| Activity |
For the listing below, return the line containing "let rate = 100.0", the line containing "assert!(and.always_false());", and all lines in between, exactly as written and nothing else.

| Data excerpts |
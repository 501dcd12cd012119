//! Expression trees of tests, actions, and operators
//!
//! A parsed command line becomes a tree of short-circuit operators over
//! tests (pure, side-effect free) and actions (impure). Each node carries
//! purity and constant-result flags that drive the optimizer, and counters
//! that back the rate-profiling debug output.

pub mod optimize;
pub mod parse;

use crate::eval::exec::ExecSpec;
use crate::fmt::{FormatProgram, TimeField};
use crate::sink::Sink;
use crate::walk::TimeSpec;
use globset::GlobMatcher;
use std::cell::{Cell, RefCell};
use std::fmt;
use std::time::Duration;

/// Integer comparison mode for `N`, `+N`, `-N` arguments
#[derive(Debug, Clone, Copy, PartialEq, Eq)]
pub enum Cmp {
    /// Exactly N
    Exact,
    /// Less than N
    Less,
    /// Greater than N
    Greater,
}

impl Cmp {
    /// Apply the comparison.
    pub fn matches(self, value: i64, target: i64) -> bool {
        match self {
            Cmp::Exact => value == target,
            Cmp::Less => value < target,
            Cmp::Greater => value > target,
        }
    }
}

/// Units accepted by -size
#[derive(Debug, Clone, Copy, PartialEq, Eq)]
pub enum SizeUnit {
    /// 512-byte blocks (the default)
    Blocks,
    /// Bytes
    Bytes,
    /// Two-byte words
    Words,
    /// Kibibytes
    Kib,
    /// Mebibytes
    Mib,
    /// Gibibytes
    Gib,
    /// Tebibytes
    Tib,
    /// Pebibytes
    Pib,
}

impl SizeUnit {
    /// Bytes per unit.
    pub fn scale(self) -> i64 {
        match self {
            SizeUnit::Blocks => 512,
            SizeUnit::Bytes => 1,
            SizeUnit::Words => 2,
            SizeUnit::Kib => 1 << 10,
            SizeUnit::Mib => 1 << 20,
            SizeUnit::Gib => 1 << 30,
            SizeUnit::Tib => 1 << 40,
            SizeUnit::Pib => 1 << 50,
        }
    }
}

/// Units accepted by the time tests
#[derive(Debug, Clone, Copy, PartialEq, Eq)]
pub enum TimeUnit {
    /// -amin/-cmin/-mmin
    Minutes,
    /// -atime/-ctime/-mtime
    Days,
}

impl TimeUnit {
    /// Seconds per unit.
    pub fn seconds(self) -> i64 {
        match self {
            TimeUnit::Minutes => 60,
            TimeUnit::Days => 60 * 60 * 24,
        }
    }
}

/// Mode comparison semantics for -perm
#[derive(Debug, Clone, Copy, PartialEq, Eq)]
pub enum ModeCmp {
    /// -perm MODE: all twelve bits equal
    Exact,
    /// -perm -MODE: all given bits set
    All,
    /// -perm /MODE: any given bit set
    Any,
}

/// A pure test
#[derive(Debug)]
pub enum Test {
    /// -name/-iname glob against the basename
    Name { pattern: GlobMatcher },
    /// -path/-ipath glob against the full path
    Path { pattern: GlobMatcher },
    /// -lname/-ilname glob against a symlink's target
    LinkName { pattern: GlobMatcher },
    /// -regex/-iregex whole-path match
    Regex { regex: regex::bytes::Regex },
    /// -type with a mask of accepted kinds
    Type { mask: u32 },
    /// -xtype: like -type but with symlink following inverted
    XType { mask: u32 },
    /// -perm
    Perm {
        cmp: ModeCmp,
        file_mode: u32,
        dir_mode: u32,
    },
    /// -size, rounded up to the unit
    Size { cmp: Cmp, n: i64, unit: SizeUnit },
    /// -links
    Links { cmp: Cmp, n: i64 },
    /// -inum
    Inode { cmp: Cmp, n: i64 },
    /// -depth N
    Depth { cmp: Cmp, n: i64 },
    /// -uid/-user
    Uid { cmp: Cmp, n: i64 },
    /// -gid/-group
    Gid { cmp: Cmp, n: i64 },
    /// -nouser
    NoUser,
    /// -nogroup
    NoGroup,
    /// -readable/-writable/-executable via faccessat
    Access { mode: i32 },
    /// -empty
    Empty,
    /// -hidden: basename starts with a dot
    Hidden,
    /// -sparse: fewer blocks than the size implies
    Sparse,
    /// -amin/-atime/-cmin/-ctime/-mmin/-mtime
    Time {
        field: TimeField,
        unit: TimeUnit,
        cmp: Cmp,
        n: i64,
        reference: TimeSpec,
    },
    /// -newer/-anewer/-cnewer/-mnewer against a reference file's mtime
    Newer {
        field: TimeField,
        reference: TimeSpec,
    },
    /// -used: days between access and status change
    Used { cmp: Cmp, n: i64 },
    /// -samefile
    SameFile { dev: u64, ino: u64 },
}

/// An impure action
#[derive(Debug)]
pub enum Action {
    /// -print/-fprint
    Print { sink: Sink },
    /// -print0/-fprint0
    Print0 { sink: Sink },
    /// -printf/-fprintf
    Printf {
        program: FormatProgram,
        sink: Sink,
    },
    /// -ls/-fls
    Ls { sink: Sink, now: TimeSpec },
    /// -delete
    Delete,
    /// -exec/-ok, one-shot or batched
    Exec { spec: RefCell<ExecSpec> },
    /// -prune
    Prune,
    /// -quit
    Quit,
    /// -nohidden
    NoHidden,
}

/// Node payload
#[derive(Debug)]
pub enum ExprKind {
    /// -true
    True,
    /// -false
    False,
    /// Negation
    Not(Box<Expr>),
    /// Short-circuit conjunction
    And(Box<Expr>, Box<Expr>),
    /// Short-circuit disjunction
    Or(Box<Expr>, Box<Expr>),
    /// Sequence; the value is the right side's
    Comma(Box<Expr>, Box<Expr>),
    /// A test
    Test(Test),
    /// An action
    Act(Action),
}

/// Per-node evaluation counters for -D rates
#[derive(Debug, Default)]
pub struct EvalStats {
    evaluations: Cell<u64>,
    successes: Cell<u64>,
    elapsed: Cell<Duration>,
}

impl EvalStats {
    /// Record one evaluation.
    pub fn record(&self, success: bool, elapsed: Option<Duration>) {
        self.evaluations.set(self.evaluations.get() + 1);
        if success {
            self.successes.set(self.successes.get() + 1);
        }
        if let Some(elapsed) = elapsed {
            self.elapsed.set(self.elapsed.get() + elapsed);
        }
    }

    /// Total evaluations.
    pub fn evaluations(&self) -> u64 {
        self.evaluations.get()
    }

    /// Evaluations that returned true.
    pub fn successes(&self) -> u64 {
        self.successes.get()
    }

    /// Accumulated wall-clock time.
    pub fn elapsed(&self) -> Duration {
        self.elapsed.get()
    }
}

/// A node in the expression tree
#[derive(Debug)]
pub struct Expr {
    kind: ExprKind,
    pure: bool,
    always_true: bool,
    always_false: bool,
    tokens: Vec<String>,
    stats: EvalStats,
}

impl Expr {
    /// The literal -true leaf.
    pub fn truth() -> Expr {
        Expr {
            kind: ExprKind::True,
            pure: true,
            always_true: true,
            always_false: false,
            tokens: vec!["-true".to_string()],
            stats: EvalStats::default(),
        }
    }

    /// The literal -false leaf.
    pub fn falsehood() -> Expr {
        Expr {
            kind: ExprKind::False,
            pure: true,
            always_true: false,
            always_false: true,
            tokens: vec!["-false".to_string()],
            stats: EvalStats::default(),
        }
    }

    /// A test leaf. Tests are pure.
    pub fn test(test: Test, tokens: Vec<String>) -> Expr {
        Expr {
            kind: ExprKind::Test(test),
            pure: true,
            always_true: false,
            always_false: false,
            tokens,
            stats: EvalStats::default(),
        }
    }

    /// An action leaf. Actions are impure.
    pub fn action(action: Action, tokens: Vec<String>) -> Expr {
        Expr {
            kind: ExprKind::Act(action),
            pure: false,
            always_true: false,
            always_false: false,
            tokens,
            stats: EvalStats::default(),
        }
    }

    /// Build a negation node without optimization.
    pub fn new_not(rhs: Expr, tokens: Vec<String>) -> Expr {
        Expr {
            pure: rhs.pure,
            always_true: rhs.always_false,
            always_false: rhs.always_true,
            kind: ExprKind::Not(Box::new(rhs)),
            tokens,
            stats: EvalStats::default(),
        }
    }

    /// Build a conjunction node without optimization.
    pub fn new_and(lhs: Expr, rhs: Expr, tokens: Vec<String>) -> Expr {
        Expr {
            pure: lhs.pure && rhs.pure,
            always_true: lhs.always_true && rhs.always_true,
            always_false: lhs.always_false || rhs.always_false,
            kind: ExprKind::And(Box::new(lhs), Box::new(rhs)),
            tokens,
            stats: EvalStats::default(),
        }
    }

    /// Build a disjunction node without optimization.
    pub fn new_or(lhs: Expr, rhs: Expr, tokens: Vec<String>) -> Expr {
        Expr {
            pure: lhs.pure && rhs.pure,
            always_true: lhs.always_true || rhs.always_true,
            always_false: lhs.always_false && rhs.always_false,
            kind: ExprKind::Or(Box::new(lhs), Box::new(rhs)),
            tokens,
            stats: EvalStats::default(),
        }
    }

    /// Build a sequence node without optimization.
    pub fn new_comma(lhs: Expr, rhs: Expr, tokens: Vec<String>) -> Expr {
        Expr {
            pure: lhs.pure && rhs.pure,
            always_true: rhs.always_true,
            always_false: rhs.always_false,
            kind: ExprKind::Comma(Box::new(lhs), Box::new(rhs)),
            tokens,
            stats: EvalStats::default(),
        }
    }

    /// The node payload.
    pub fn kind(&self) -> &ExprKind {
        &self.kind
    }

    /// Whether evaluating this subtree has no observable effect.
    pub fn is_pure(&self) -> bool {
        self.pure
    }

    /// Whether the subtree provably evaluates to true.
    pub fn always_true(&self) -> bool {
        self.always_true
    }

    /// Whether the subtree provably evaluates to false.
    pub fn always_false(&self) -> bool {
        self.always_false
    }

    /// Whether this is the literal -true leaf.
    pub fn is_true(&self) -> bool {
        matches!(self.kind, ExprKind::True)
    }

    /// Whether this is the literal -false leaf.
    pub fn is_false(&self) -> bool {
        matches!(self.kind, ExprKind::False)
    }

    /// The original command-line tokens, for diagnostics.
    pub fn tokens(&self) -> &[String] {
        &self.tokens
    }

    /// Evaluation counters.
    pub fn stats(&self) -> &EvalStats {
        &self.stats
    }

    /// Flush any pending -exec ... + batches, recording failures in `ret`.
    pub fn finish_execs(&self, ret: &mut i32) {
        if let ExprKind::Act(Action::Exec { spec }) = &self.kind {
            if spec.borrow_mut().finish().is_err() {
                *ret = 1;
            }
        }
        match &self.kind {
            ExprKind::Not(rhs) => rhs.finish_execs(ret),
            ExprKind::And(lhs, rhs) | ExprKind::Or(lhs, rhs) | ExprKind::Comma(lhs, rhs) => {
                lhs.finish_execs(ret);
                rhs.finish_execs(ret);
            }
            _ => {}
        }
    }

    /// Dump the tree with evaluation statistics, for -D rates.
    pub fn dump_rates(&self, out: &mut dyn std::io::Write) -> std::io::Result<()> {
        write!(out, "(")?;
        write!(out, "{}", self.tokens.join(" "))?;

        let evals = self.stats.evaluations();
        if evals > 0 {
            let rate = 100.0 * self.stats.successes() as f64 / evals as f64;
            let per_eval = self.stats.elapsed().as_nanos() as f64 / evals as f64;
            write!(
                out,
                " [{}/{}={:.3}%; {:.0}ns]",
                self.stats.successes(),
                evals,
                rate,
                per_eval
            )?;
        }

        match &self.kind {
            ExprKind::Not(rhs) => {
                write!(out, " ")?;
                rhs.dump_rates(out)?;
            }
            ExprKind::And(lhs, rhs) | ExprKind::Or(lhs, rhs) | ExprKind::Comma(lhs, rhs) => {
                write!(out, " ")?;
                lhs.dump_rates(out)?;
                write!(out, " ")?;
                rhs.dump_rates(out)?;
            }
            _ => {}
        }

        write!(out, ")")
    }
}

impl fmt::Display for Expr {
    fn fmt(&self, f: &mut fmt::Formatter<'_>) -> fmt::Result {
        write!(f, "({}", self.tokens.join(" "))?;
        match &self.kind {
            ExprKind::Not(rhs) => write!(f, " {rhs}")?,
            ExprKind::And(lhs, rhs) | ExprKind::Or(lhs, rhs) | ExprKind::Comma(lhs, rhs) => {
                write!(f, " {lhs} {rhs}")?;
            }
            _ => {}
        }
        write!(f, ")")
    }
}

#[cfg(test)]
mod tests {
    use super::*;

    #[test]
    fn test_leaf_flags() {
        let t = Expr::truth();
        assert!(t.is_pure() && t.always_true() && !t.always_false());

        let f = Expr::falsehood();
        assert!(f.is_pure() && f.always_false() && !f.always_true());

        let hidden = Expr::test(Test::Hidden, vec!["-hidden".into()]);
        assert!(hidden.is_pure());
        assert!(!hidden.always_true() && !hidden.always_false());

        let print = Expr::action(
            Action::Print {
                sink: Sink::buffer(),
            },
            vec!["-print".into()],
        );
        assert!(!print.is_pure());
    }

    #[test]
    fn test_flag_propagation() {
        let and = Expr::new_and(Expr::truth(), Expr::truth(), vec!["-a".into()]);
        assert!(and.always_true() && !and.always_false());

        let and = Expr::new_and(Expr::truth(), Expr::falsehood(), vec!["-a".into()]);
        assert!(and.always_false());

        let or = Expr::new_or(Expr::falsehood(), Expr::truth(), vec!["-o".into()]);
        assert!(or.always_true());

        let not = Expr::new_not(Expr::truth(), vec!["-not".into()]);
        assert!(not.always_false());

        let comma = Expr::new_comma(
            Expr::action(
                Action::Print {
                    sink: Sink::buffer(),
                },
                vec!["-print".into()],
            ),
            Expr::falsehood(),
            vec![",".into()],
        );
        assert!(comma.always_false());
        assert!(!comma.is_pure());
    }

    #[test]
    fn test_display() {
        let expr = Expr::new_and(
            Expr::test(Test::Hidden, vec!["-hidden".into()]),
            Expr::truth(),
            vec!["-a".into()],
        );
        assert_eq!(expr.to_string(), "(-a (-hidden) (-true))");
    }

    #[test]
    fn test_stats_record() {
        let expr = Expr::truth();
        expr.stats().record(true, Some(Duration::from_nanos(100)));
        expr.stats().record(false, Some(Duration::from_nanos(50)));
        assert_eq!(expr.stats().evaluations(), 2);
        assert_eq!(expr.stats().successes(), 1);
        assert_eq!(expr.stats().elapsed(), Duration::from_nanos(150));
    }
}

| Solution for this exercise |
            let rate = 100.0 * self.stats.successes() as f64 / evals as f64;
            let per_eval = self.stats.elapsed().as_nanos() as f64 / evals as f64;
            write!(
                out,
                " [{}/{}={:.3}%; {:.0}ns]",
                self.stats.successes(),
                evals,
                rate,
                per_eval
            )?;
        }

        match &self.kind {
            ExprKind::Not(rhs) => {
                write!(out, " ")?;
                rhs.dump_rates(out)?;
            }
            ExprKind::And(lhs, rhs) | ExprKind::Or(lhs, rhs) | ExprKind::Comma(lhs, rhs) => {
                write!(out, " ")?;
                lhs.dump_rates(out)?;
                write!(out, " ")?;
                rhs.dump_rates(out)?;
            }
            _ => {}
        }

        write!(out, ")")
    }
}

impl fmt::Display for Expr {
    fn fmt(&self, f: &mut fmt::Formatter<'_>) -> fmt::Result {
        write!(f, "({}", self.tokens.join(" "))?;
        match &self.kind {
            ExprKind::Not(rhs) => write!(f, " {rhs}")?,
            ExprKind::And(lhs, rhs) | ExprKind::Or(lhs, rhs) | ExprKind::Comma(lhs, rhs) => {
                write!(f, " {lhs} {rhs}")?;
            }
            _ => {}
        }
        write!(f, ")")
    }
}

#[cfg(test)]
mod tests {
    use super::*;

    #[test]
    fn test_leaf_flags() {
        let t = Expr::truth();
        assert!(t.is_pure() && t.always_true() && !t.always_false());

        let f = Expr::falsehood();
        assert!(f.is_pure() && f.always_false() && !f.always_true());

        let hidden = Expr::test(Test::Hidden, vec!["-hidden".into()]);
        assert!(hidden.is_pure());
        assert!(!hidden.always_true() && !hidden.always_false());

        let print = Expr::action(
            Action::Print {
                sink: Sink::buffer(),
            },
            vec!["-print".into()],
        );
        assert!(!print.is_pure());
    }

    #[test]
    fn test_flag_propagation() {
        let and = Expr::new_and(Expr::truth(), Expr::truth(), vec!["-a".into()]);
        assert!(and.always_true() && !and.always_false());

        let and = Expr::new_and(Expr::truth(), Expr::falsehood(), vec!["-a".into()]);
        assert!(and.always_false());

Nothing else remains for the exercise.